• [Your goal]: Check each line of the entries below for the string "usize"; copy every line where it appears.

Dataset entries

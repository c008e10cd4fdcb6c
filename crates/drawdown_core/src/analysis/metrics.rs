//! Aggregate metrics computed from Monte Carlo results.

use serde::{Deserialize, Serialize};

use crate::model::{MonteCarloResult, TrialResult};

/// Percentiles reported for value bands and final value statistics
pub const STANDARD_PERCENTILES: [f64; 5] = [0.05, 0.25, 0.50, 0.75, 0.95];

/// Linearly interpolated percentile of an ascending slice, `p` in [0, 1].
///
/// The rank is `p * (n - 1)`; an empty slice yields 0.
#[must_use]
pub fn percentile(sorted: &[f64], p: f64) -> f64 {
    match sorted.len() {
        0 => 0.0,
        1 => sorted[0],
        n => {
            let rank = p.clamp(0.0, 1.0) * (n - 1) as f64;
            let lower = rank.floor() as usize;
            let upper = rank.ceil() as usize;
            let frac = rank - lower as f64;
            sorted[lower] + (sorted[upper] - sorted[lower]) * frac
        }
    }
}

fn sorted(mut values: Vec<f64>) -> Vec<f64> {
    values.sort_by(f64::total_cmp);
    values
}

fn mean(values: &[f64]) -> f64 {
    if values.is_empty() {
        return 0.0;
    }
    values.iter().sum::<f64>() / values.len() as f64
}

/// Sample standard deviation (n - 1 denominator); 0 for fewer than two values
fn std_dev(values: &[f64]) -> f64 {
    if values.len() < 2 {
        return 0.0;
    }
    let m = mean(values);
    let ss: f64 = values.iter().map(|v| (v - m).powi(2)).sum();
    (ss / (values.len() - 1) as f64).sqrt()
}

fn mean_by(trials: &[TrialResult], f: impl Fn(&TrialResult) -> f64) -> f64 {
    if trials.is_empty() {
        return 0.0;
    }
    trials.iter().map(f).sum::<f64>() / trials.len() as f64
}

/// Standard percentile set of a distribution
#[derive(Debug, Clone, Copy, PartialEq, Serialize, Deserialize)]
pub struct PercentileSet {
    pub p5: f64,
    pub p25: f64,
    pub p50: f64,
    pub p75: f64,
    pub p95: f64,
}

impl PercentileSet {
    #[must_use]
    pub fn from_sorted(sorted: &[f64]) -> Self {
        let [p5, p25, p50, p75, p95] = STANDARD_PERCENTILES.map(|p| percentile(sorted, p));
        Self {
            p5,
            p25,
            p50,
            p75,
            p95,
        }
    }
}

/// Distribution of final portfolio values across trials
#[derive(Debug, Clone, Copy, PartialEq, Serialize, Deserialize)]
pub struct FinalValueStats {
    pub mean: f64,
    pub median: f64,
    pub std_dev: f64,
    pub min: f64,
    pub max: f64,
    pub p5: f64,
    pub p25: f64,
    pub p75: f64,
    pub p95: f64,
}

impl FinalValueStats {
    #[must_use]
    pub fn from_values(values: Vec<f64>) -> Self {
        let sorted = sorted(values);
        let set = PercentileSet::from_sorted(&sorted);
        Self {
            mean: mean(&sorted),
            median: set.p50,
            std_dev: std_dev(&sorted),
            min: sorted.first().copied().unwrap_or(0.0),
            max: sorted.last().copied().unwrap_or(0.0),
            p5: set.p5,
            p25: set.p25,
            p75: set.p75,
            p95: set.p95,
        }
    }
}

/// Summary statistics for one (portfolio, scenario) pair
#[derive(Debug, Clone, PartialEq, Serialize, Deserialize)]
pub struct MonteCarloSummary {
    pub num_trials: usize,
    /// Fraction of trials that never depleted, in [0, 1]
    pub survival_rate: f64,
    pub final_value: FinalValueStats,
    /// Median 1-based depletion month among depleted trials
    pub median_depletion_month: Option<f64>,
    pub mean_months_survived: f64,
    pub mean_total_withdrawals: f64,
    pub mean_total_contributions: f64,
    pub mean_net_flow: f64,
    pub mean_rebalance_costs: f64,
    pub mean_rebalance_count: f64,
    pub mean_total_return: f64,
}

/// Percentile band of portfolio value across trials at one month
#[derive(Debug, Clone, PartialEq, Serialize, Deserialize)]
pub struct MonthBand {
    /// 1-based month of the horizon
    pub month: usize,
    #[serde(default, skip_serializing_if = "Option::is_none")]
    pub date: Option<jiff::civil::Date>,
    #[serde(flatten)]
    pub percentiles: PercentileSet,
    pub mean: f64,
    /// Trials not yet depleted at the end of this month
    pub surviving_trials: usize,
}

/// One row of the per-trial output table
#[derive(Debug, Clone, PartialEq, Serialize, Deserialize)]
pub struct TrialRow {
    pub trial: usize,
    pub seed: u64,
    pub final_value: f64,
    pub survived: bool,
    pub depletion_month: Option<usize>,
    pub months_survived: usize,
    pub total_withdrawals: f64,
    pub total_contributions: f64,
    pub net_flow: f64,
    pub total_rebalance_costs: f64,
    pub rebalance_count: u32,
    pub total_return: f64,
}

impl TrialRow {
    #[must_use]
    pub fn new(trial: &TrialResult, initial_capital: f64) -> Self {
        Self {
            trial: trial.trial,
            seed: trial.seed,
            final_value: trial.final_value(),
            survived: trial.survived(),
            depletion_month: trial.status.depletion_month(),
            months_survived: trial.months_survived(),
            total_withdrawals: trial.total_withdrawals,
            total_contributions: trial.total_contributions,
            net_flow: trial.net_flow(),
            total_rebalance_costs: trial.total_rebalance_costs,
            rebalance_count: trial.rebalance_count,
            total_return: trial.total_return(initial_capital),
        }
    }
}

impl MonteCarloResult {
    #[must_use]
    pub fn summary(&self) -> MonteCarloSummary {
        let trials = &self.trials;
        let depletion_months = sorted(
            trials
                .iter()
                .filter_map(|t| t.status.depletion_month())
                .map(|m| m as f64)
                .collect(),
        );

        MonteCarloSummary {
            num_trials: trials.len(),
            survival_rate: self.survival_rate(),
            final_value: FinalValueStats::from_values(self.final_values()),
            median_depletion_month: (!depletion_months.is_empty())
                .then(|| percentile(&depletion_months, 0.5)),
            mean_months_survived: mean_by(trials, |t| t.months_survived() as f64),
            mean_total_withdrawals: mean_by(trials, |t| t.total_withdrawals),
            mean_total_contributions: mean_by(trials, |t| t.total_contributions),
            mean_net_flow: mean_by(trials, |t| t.net_flow()),
            mean_rebalance_costs: mean_by(trials, |t| t.total_rebalance_costs),
            mean_rebalance_count: mean_by(trials, |t| f64::from(t.rebalance_count)),
            mean_total_return: mean_by(trials, |t| t.total_return(self.initial_capital)),
        }
    }

    /// Value percentiles across trials for every month of the horizon
    #[must_use]
    pub fn percentile_bands(&self) -> Vec<MonthBand> {
        (0..self.horizon_months)
            .map(|m| {
                let values = sorted(
                    self.trials
                        .iter()
                        .map(|t| t.values.get(m).copied().unwrap_or(0.0))
                        .collect(),
                );
                let surviving_trials = self
                    .trials
                    .iter()
                    .filter(|t| t.status.depletion_month().is_none_or(|d| d > m + 1))
                    .count();
                MonthBand {
                    month: m + 1,
                    date: self.month_date(m),
                    percentiles: PercentileSet::from_sorted(&values),
                    mean: mean(&values),
                    surviving_trials,
                }
            })
            .collect()
    }

    #[must_use]
    pub fn trial_rows(&self) -> Vec<TrialRow> {
        self.trials
            .iter()
            .map(|t| TrialRow::new(t, self.initial_capital))
            .collect()
    }

    /// Calendar date of a zero-based month when a start date is configured
    #[must_use]
    pub fn month_date(&self, month_index: usize) -> Option<jiff::civil::Date> {
        use jiff::ToSpan;

        let start = self.start_date?;
        start.checked_add((month_index as i64).months()).ok()
    }
}

#[cfg(test)]
mod tests {
    use super::*;
    use crate::model::TrialStatus;

    fn trial(values: Vec<f64>, status: TrialStatus) -> TrialResult {
        TrialResult {
            trial: 0,
            seed: 0,
            values,
            status,
            total_withdrawals: 0.0,
            total_contributions: 0.0,
            total_rebalance_costs: 0.0,
            rebalance_count: 0,
        }
    }

    fn result(trials: Vec<TrialResult>) -> MonteCarloResult {
        MonteCarloResult {
            portfolio: "p".to_string(),
            scenario: "s".to_string(),
            initial_capital: 100.0,
            horizon_months: trials.first().map_or(0, |t| t.values.len()),
            start_date: None,
            trials,
        }
    }

    #[test]
    fn test_percentile_interpolates() {
        let values = [10.0, 20.0, 30.0, 40.0, 50.0];
        assert_eq!(percentile(&values, 0.0), 10.0);
        assert_eq!(percentile(&values, 0.5), 30.0);
        assert_eq!(percentile(&values, 1.0), 50.0);
        // rank 0.05 * 4 = 0.2
        assert!((percentile(&values, 0.05) - 12.0).abs() < 1e-12);
        assert!((percentile(&values, 0.95) - 48.0).abs() < 1e-12);
        assert_eq!(percentile(&[], 0.5), 0.0);
        assert_eq!(percentile(&[7.0], 0.95), 7.0);
    }

    #[test]
    fn test_final_value_stats() {
        let stats = FinalValueStats::from_values(vec![4.0, 1.0, 3.0, 2.0]);
        assert_eq!(stats.min, 1.0);
        assert_eq!(stats.max, 4.0);
        assert_eq!(stats.mean, 2.5);
        assert_eq!(stats.median, 2.5);
        // sample variance of 1..4 is 5/3
        assert!((stats.std_dev - (5.0f64 / 3.0).sqrt()).abs() < 1e-12);
    }

    #[test]
    fn test_summary_survival_and_depletion() {
        let result = result(vec![
            trial(vec![100.0, 110.0], TrialStatus::Survived),
            trial(vec![50.0, 0.0], TrialStatus::Depleted { month: 2 }),
            trial(vec![0.0, 0.0], TrialStatus::Depleted { month: 1 }),
            trial(vec![90.0, 95.0], TrialStatus::Survived),
        ]);
        let summary = result.summary();

        assert_eq!(summary.num_trials, 4);
        assert_eq!(summary.survival_rate, 0.5);
        assert_eq!(summary.median_depletion_month, Some(1.5));
        // (2 + 1 + 0 + 2) / 4
        assert_eq!(summary.mean_months_survived, 1.25);
        assert_eq!(summary.final_value.max, 110.0);
    }

    #[test]
    fn test_percentile_bands() {
        let result = result(vec![
            trial(vec![100.0, 120.0], TrialStatus::Survived),
            trial(vec![0.0, 0.0], TrialStatus::Depleted { month: 1 }),
            trial(vec![80.0, 60.0], TrialStatus::Survived),
        ]);
        let bands = result.percentile_bands();

        assert_eq!(bands.len(), 2);
        assert_eq!(bands[0].month, 1);
        assert_eq!(bands[0].percentiles.p50, 80.0);
        assert_eq!(bands[0].surviving_trials, 2);
        assert_eq!(bands[1].percentiles.p50, 60.0);
        assert_eq!(bands[1].mean, 60.0);
        assert!(bands.iter().all(|b| b.date.is_none()));
    }

    #[test]
    fn test_bands_labelled_with_dates() {
        let mut result = result(vec![trial(vec![1.0, 1.0, 1.0], TrialStatus::Survived)]);
        result.start_date = Some(jiff::civil::date(2025, 11, 1));
        let bands = result.percentile_bands();

        assert_eq!(bands[0].date, Some(jiff::civil::date(2025, 11, 1)));
        assert_eq!(bands[2].date, Some(jiff::civil::date(2026, 1, 1)));
    }
}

• [Answer to this problem]:
            let lower = rank.floor() as usize;
            let upper = rank.ceil() as usize;
    pub num_trials: usize,
    pub month: usize,
    pub surviving_trials: usize,
    pub trial: usize,
    pub depletion_month: Option<usize>,
    pub months_survived: usize,
    pub fn month_date(&self, month_index: usize) -> Option<jiff::civil::Date> {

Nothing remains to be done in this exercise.